§ **Task item**
Please return every line of the records below that holds the word "absolute".

§ **Data**
******

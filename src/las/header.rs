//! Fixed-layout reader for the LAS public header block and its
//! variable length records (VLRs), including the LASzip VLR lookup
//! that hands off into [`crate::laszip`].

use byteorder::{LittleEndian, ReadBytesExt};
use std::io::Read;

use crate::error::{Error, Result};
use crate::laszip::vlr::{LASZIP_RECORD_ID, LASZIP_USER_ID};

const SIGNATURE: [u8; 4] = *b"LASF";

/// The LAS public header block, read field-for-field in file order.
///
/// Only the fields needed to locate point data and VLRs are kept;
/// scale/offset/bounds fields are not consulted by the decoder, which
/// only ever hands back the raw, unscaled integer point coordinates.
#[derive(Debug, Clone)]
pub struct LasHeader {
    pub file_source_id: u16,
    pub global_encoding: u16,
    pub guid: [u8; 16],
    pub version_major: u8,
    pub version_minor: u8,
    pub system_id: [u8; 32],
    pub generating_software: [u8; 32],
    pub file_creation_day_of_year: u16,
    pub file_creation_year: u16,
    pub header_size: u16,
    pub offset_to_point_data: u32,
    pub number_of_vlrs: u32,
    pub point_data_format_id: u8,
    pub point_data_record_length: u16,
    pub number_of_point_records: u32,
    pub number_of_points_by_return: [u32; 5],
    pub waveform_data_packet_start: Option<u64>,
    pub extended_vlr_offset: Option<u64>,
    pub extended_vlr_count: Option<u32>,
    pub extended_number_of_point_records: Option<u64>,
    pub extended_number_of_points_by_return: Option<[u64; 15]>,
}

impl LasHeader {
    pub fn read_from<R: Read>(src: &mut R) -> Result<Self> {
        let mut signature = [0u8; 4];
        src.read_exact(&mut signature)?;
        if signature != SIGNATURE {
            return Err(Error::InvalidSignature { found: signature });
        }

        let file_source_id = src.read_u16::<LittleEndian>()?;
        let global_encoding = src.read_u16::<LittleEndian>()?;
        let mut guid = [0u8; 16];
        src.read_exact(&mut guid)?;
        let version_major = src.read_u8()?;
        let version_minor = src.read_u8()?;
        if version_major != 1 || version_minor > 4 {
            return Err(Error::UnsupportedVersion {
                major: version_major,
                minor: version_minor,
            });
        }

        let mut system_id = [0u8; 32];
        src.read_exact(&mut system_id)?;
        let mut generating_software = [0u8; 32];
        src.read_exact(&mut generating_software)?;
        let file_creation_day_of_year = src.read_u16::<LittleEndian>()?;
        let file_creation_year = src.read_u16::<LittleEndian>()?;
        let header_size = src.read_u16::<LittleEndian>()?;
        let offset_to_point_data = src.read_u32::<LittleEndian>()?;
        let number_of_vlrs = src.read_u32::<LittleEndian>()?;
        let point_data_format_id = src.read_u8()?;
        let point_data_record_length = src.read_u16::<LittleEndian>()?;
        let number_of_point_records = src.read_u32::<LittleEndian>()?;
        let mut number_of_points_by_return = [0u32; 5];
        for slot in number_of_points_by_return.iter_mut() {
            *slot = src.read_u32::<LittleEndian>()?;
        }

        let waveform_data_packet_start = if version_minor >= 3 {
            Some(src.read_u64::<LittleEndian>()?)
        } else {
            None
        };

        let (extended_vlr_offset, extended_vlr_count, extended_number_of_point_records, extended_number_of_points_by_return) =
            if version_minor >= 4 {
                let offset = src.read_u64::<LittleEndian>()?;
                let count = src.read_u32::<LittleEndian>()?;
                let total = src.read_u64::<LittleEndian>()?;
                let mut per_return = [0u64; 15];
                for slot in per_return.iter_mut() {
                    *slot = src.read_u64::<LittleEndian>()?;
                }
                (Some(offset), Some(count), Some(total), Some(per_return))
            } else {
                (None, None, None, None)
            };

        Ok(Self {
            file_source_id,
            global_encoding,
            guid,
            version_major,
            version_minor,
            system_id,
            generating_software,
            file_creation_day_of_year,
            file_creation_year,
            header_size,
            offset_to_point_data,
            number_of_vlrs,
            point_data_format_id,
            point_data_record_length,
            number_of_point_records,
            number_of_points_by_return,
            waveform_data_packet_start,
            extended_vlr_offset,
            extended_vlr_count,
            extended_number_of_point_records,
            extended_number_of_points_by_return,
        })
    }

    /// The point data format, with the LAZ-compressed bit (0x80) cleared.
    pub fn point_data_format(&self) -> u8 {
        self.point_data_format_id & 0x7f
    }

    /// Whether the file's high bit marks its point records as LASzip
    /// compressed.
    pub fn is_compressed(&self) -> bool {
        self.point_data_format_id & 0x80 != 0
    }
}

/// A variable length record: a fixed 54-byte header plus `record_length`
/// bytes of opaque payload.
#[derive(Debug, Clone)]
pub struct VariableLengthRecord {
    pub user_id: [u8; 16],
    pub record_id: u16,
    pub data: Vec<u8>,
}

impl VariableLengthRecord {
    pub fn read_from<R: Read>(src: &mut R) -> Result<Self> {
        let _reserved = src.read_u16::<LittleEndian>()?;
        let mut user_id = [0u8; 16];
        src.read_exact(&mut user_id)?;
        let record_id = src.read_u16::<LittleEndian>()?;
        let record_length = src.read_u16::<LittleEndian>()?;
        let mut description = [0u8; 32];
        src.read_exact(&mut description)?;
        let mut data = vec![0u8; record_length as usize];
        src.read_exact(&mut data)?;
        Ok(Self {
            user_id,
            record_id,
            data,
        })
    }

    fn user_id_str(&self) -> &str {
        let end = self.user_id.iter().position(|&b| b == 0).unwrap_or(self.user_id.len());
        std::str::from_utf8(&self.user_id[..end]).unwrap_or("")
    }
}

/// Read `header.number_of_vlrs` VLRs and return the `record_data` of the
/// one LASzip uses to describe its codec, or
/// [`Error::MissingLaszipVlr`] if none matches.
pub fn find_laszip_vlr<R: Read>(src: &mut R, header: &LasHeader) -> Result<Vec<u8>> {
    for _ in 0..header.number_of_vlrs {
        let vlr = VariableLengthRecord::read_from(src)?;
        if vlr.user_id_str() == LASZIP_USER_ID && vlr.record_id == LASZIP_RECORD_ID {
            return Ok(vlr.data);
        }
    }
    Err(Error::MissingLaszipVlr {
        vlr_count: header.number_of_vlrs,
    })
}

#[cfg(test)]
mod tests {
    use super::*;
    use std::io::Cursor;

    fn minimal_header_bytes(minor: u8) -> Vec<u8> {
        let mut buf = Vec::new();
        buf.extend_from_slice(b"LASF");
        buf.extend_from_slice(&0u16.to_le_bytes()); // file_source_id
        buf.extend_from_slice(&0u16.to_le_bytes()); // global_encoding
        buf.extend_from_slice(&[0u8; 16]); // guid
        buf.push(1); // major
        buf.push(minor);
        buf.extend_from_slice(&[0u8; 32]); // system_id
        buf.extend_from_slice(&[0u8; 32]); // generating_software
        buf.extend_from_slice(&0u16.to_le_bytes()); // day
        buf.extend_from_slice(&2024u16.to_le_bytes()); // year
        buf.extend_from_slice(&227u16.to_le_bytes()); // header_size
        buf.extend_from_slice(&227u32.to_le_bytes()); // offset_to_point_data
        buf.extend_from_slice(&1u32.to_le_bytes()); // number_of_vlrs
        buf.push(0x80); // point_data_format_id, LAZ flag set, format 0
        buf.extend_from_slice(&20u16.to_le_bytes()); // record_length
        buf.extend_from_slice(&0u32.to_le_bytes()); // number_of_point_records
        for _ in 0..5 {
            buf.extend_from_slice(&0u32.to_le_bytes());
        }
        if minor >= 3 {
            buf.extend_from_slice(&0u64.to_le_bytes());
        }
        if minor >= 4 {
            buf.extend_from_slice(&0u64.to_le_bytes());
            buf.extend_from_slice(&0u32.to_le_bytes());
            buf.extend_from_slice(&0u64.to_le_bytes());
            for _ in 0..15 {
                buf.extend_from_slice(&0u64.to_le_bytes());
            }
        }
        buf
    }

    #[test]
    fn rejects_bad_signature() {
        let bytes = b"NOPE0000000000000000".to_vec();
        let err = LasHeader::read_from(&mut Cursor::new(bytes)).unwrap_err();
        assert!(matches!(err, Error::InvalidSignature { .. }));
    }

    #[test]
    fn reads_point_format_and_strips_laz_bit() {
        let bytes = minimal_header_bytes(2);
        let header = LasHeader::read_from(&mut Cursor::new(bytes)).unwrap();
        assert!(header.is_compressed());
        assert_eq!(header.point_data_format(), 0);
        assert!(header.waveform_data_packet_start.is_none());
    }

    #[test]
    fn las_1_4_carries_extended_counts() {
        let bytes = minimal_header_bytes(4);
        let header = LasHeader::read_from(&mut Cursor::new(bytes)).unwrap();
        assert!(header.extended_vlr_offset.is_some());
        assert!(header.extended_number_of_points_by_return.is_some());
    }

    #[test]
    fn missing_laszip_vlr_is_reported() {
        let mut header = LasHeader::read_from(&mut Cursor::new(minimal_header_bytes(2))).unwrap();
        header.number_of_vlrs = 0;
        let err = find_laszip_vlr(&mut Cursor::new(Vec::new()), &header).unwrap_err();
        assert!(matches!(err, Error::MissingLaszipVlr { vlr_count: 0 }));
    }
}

******

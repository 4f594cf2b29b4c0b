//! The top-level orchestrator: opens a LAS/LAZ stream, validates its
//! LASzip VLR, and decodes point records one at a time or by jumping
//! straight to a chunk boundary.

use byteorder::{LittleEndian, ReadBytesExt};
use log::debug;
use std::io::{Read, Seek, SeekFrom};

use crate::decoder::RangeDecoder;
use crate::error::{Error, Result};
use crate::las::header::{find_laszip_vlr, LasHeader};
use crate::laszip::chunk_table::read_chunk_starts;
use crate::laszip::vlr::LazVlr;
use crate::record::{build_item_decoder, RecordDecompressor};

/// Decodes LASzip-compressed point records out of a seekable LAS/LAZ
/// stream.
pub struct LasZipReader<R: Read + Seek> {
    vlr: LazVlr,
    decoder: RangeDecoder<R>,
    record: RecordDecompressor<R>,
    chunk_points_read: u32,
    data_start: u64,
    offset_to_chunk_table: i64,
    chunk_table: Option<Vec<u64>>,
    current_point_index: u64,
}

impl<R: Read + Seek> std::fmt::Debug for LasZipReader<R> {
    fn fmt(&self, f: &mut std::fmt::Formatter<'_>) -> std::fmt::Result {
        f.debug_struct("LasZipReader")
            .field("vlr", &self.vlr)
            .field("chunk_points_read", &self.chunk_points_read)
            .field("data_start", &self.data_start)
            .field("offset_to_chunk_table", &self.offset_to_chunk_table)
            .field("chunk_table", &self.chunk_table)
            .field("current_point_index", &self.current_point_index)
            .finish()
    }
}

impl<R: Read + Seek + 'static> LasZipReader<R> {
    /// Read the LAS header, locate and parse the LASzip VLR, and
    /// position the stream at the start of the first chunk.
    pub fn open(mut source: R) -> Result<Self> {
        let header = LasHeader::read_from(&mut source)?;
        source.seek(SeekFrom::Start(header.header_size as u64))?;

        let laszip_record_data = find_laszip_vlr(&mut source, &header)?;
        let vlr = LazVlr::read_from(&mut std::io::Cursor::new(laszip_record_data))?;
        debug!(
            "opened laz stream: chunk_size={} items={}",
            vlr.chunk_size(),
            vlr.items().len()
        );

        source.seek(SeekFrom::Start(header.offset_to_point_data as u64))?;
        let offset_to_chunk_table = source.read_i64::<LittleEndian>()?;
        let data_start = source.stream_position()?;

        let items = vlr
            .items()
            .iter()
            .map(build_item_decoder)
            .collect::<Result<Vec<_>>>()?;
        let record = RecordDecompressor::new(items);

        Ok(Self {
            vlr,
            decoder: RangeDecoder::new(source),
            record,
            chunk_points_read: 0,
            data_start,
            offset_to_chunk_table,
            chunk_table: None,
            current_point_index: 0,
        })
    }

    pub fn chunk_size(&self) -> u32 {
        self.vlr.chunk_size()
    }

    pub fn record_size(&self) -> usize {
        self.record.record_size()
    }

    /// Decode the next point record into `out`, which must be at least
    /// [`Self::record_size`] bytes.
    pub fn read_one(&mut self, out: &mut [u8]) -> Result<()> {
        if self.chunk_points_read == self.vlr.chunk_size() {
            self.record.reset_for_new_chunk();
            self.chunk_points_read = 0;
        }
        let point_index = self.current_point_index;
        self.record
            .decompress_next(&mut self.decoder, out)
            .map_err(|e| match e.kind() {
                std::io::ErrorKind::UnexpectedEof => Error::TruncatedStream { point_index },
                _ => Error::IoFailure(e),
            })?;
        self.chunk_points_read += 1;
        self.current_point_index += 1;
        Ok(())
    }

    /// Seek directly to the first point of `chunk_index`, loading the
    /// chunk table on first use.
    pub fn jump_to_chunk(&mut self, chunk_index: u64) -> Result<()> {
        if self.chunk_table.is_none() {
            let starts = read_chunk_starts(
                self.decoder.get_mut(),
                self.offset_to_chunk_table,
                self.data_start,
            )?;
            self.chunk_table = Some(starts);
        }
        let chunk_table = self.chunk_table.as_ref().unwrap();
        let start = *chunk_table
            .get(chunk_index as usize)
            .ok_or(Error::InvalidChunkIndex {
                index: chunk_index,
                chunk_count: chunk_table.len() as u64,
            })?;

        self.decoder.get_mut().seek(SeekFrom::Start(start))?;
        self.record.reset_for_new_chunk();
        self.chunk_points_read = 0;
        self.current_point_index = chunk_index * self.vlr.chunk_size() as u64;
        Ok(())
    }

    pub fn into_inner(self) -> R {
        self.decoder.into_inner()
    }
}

******

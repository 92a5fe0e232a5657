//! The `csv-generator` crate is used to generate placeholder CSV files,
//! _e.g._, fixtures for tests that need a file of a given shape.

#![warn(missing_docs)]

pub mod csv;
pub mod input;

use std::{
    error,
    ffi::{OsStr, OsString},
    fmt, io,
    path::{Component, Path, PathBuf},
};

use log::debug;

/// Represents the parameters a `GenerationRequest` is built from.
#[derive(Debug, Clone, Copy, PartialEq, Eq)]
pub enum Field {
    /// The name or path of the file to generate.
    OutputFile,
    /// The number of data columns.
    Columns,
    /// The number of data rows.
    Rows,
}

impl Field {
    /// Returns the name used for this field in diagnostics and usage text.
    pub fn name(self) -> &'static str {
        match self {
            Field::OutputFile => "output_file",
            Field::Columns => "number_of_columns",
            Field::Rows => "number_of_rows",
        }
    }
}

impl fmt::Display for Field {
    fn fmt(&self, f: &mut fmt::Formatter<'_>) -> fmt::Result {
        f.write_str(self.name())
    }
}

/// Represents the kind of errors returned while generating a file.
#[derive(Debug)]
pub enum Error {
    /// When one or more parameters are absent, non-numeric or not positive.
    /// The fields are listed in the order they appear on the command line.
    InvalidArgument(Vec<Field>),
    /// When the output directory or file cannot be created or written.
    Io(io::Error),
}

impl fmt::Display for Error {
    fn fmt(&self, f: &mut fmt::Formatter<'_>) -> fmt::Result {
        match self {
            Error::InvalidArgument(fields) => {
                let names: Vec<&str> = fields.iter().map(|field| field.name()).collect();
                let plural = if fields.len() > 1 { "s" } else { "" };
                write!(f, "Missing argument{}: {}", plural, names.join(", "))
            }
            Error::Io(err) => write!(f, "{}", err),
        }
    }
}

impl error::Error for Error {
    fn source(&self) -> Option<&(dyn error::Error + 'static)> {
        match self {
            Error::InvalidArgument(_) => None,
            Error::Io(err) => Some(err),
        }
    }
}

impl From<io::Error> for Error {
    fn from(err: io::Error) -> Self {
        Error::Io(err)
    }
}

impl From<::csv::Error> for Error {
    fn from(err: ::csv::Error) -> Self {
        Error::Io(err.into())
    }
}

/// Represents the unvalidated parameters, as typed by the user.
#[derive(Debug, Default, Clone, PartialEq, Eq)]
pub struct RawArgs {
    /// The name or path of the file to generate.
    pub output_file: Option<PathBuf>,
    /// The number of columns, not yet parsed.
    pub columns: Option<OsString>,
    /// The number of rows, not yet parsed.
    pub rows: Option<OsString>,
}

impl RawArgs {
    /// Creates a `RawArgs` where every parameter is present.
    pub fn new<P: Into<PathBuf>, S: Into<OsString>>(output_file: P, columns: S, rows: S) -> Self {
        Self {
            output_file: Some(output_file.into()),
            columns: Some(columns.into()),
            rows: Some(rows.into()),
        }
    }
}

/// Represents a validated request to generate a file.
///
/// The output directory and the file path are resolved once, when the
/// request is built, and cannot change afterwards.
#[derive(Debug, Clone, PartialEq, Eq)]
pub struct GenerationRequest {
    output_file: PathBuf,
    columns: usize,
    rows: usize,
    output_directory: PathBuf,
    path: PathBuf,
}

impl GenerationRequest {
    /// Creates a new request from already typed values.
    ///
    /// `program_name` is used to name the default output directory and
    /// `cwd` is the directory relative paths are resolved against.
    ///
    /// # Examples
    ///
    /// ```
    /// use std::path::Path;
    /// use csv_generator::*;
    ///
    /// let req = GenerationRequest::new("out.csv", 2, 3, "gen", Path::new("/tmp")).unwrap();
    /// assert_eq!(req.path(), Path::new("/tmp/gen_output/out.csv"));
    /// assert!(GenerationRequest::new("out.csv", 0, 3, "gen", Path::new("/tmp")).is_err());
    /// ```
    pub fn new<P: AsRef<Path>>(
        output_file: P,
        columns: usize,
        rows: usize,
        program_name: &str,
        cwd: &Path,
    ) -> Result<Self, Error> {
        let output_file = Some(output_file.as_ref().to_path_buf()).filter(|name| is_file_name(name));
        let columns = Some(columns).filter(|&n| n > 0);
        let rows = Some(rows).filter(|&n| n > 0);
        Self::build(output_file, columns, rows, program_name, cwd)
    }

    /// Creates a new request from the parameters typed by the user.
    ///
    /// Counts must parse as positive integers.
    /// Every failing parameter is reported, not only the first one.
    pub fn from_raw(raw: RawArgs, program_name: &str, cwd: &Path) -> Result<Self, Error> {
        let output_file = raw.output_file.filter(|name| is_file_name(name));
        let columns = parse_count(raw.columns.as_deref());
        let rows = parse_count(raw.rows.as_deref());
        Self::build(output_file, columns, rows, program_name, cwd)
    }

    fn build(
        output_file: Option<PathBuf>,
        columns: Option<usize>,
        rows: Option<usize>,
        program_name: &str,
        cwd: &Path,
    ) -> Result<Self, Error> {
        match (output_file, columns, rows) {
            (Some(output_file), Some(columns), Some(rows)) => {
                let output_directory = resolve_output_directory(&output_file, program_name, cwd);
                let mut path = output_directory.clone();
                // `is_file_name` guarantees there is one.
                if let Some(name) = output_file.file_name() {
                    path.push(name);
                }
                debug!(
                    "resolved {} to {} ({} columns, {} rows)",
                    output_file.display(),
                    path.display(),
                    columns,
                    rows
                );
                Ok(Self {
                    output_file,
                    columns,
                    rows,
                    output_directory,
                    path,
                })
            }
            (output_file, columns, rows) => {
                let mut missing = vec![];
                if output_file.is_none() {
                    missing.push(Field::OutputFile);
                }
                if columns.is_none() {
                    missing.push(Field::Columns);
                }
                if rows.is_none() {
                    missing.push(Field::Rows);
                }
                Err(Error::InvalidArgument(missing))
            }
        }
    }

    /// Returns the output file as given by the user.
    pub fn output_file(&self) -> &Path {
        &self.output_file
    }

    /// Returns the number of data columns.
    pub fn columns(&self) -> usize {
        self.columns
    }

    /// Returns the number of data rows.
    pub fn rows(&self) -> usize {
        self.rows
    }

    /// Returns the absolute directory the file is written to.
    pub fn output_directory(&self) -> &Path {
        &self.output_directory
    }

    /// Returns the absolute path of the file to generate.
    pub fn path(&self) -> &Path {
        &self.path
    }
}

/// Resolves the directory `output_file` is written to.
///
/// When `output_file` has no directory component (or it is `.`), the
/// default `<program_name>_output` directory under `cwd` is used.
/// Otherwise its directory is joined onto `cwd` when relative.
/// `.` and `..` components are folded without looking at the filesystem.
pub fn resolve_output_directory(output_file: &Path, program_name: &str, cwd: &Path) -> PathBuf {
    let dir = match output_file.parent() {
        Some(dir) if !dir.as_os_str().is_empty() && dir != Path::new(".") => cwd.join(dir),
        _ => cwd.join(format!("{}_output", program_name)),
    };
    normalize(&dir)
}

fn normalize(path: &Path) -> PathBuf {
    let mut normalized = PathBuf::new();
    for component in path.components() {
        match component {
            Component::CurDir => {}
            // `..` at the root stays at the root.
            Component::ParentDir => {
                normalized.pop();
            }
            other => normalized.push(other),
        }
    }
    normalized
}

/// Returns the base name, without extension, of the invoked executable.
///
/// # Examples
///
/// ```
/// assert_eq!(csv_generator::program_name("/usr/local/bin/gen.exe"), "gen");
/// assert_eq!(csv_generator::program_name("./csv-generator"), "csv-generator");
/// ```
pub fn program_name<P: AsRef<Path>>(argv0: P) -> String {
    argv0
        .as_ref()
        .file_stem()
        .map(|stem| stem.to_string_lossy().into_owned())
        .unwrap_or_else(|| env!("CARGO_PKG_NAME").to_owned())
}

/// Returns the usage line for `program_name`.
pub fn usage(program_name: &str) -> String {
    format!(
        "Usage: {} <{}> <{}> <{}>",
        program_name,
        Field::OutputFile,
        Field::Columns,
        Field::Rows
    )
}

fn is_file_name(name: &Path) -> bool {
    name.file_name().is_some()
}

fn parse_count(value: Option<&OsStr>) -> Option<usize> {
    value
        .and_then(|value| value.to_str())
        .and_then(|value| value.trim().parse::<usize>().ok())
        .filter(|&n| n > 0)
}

******

§ **Exercise result**
    /// Returns the absolute directory the file is written to.
    /// Returns the absolute path of the file to generate.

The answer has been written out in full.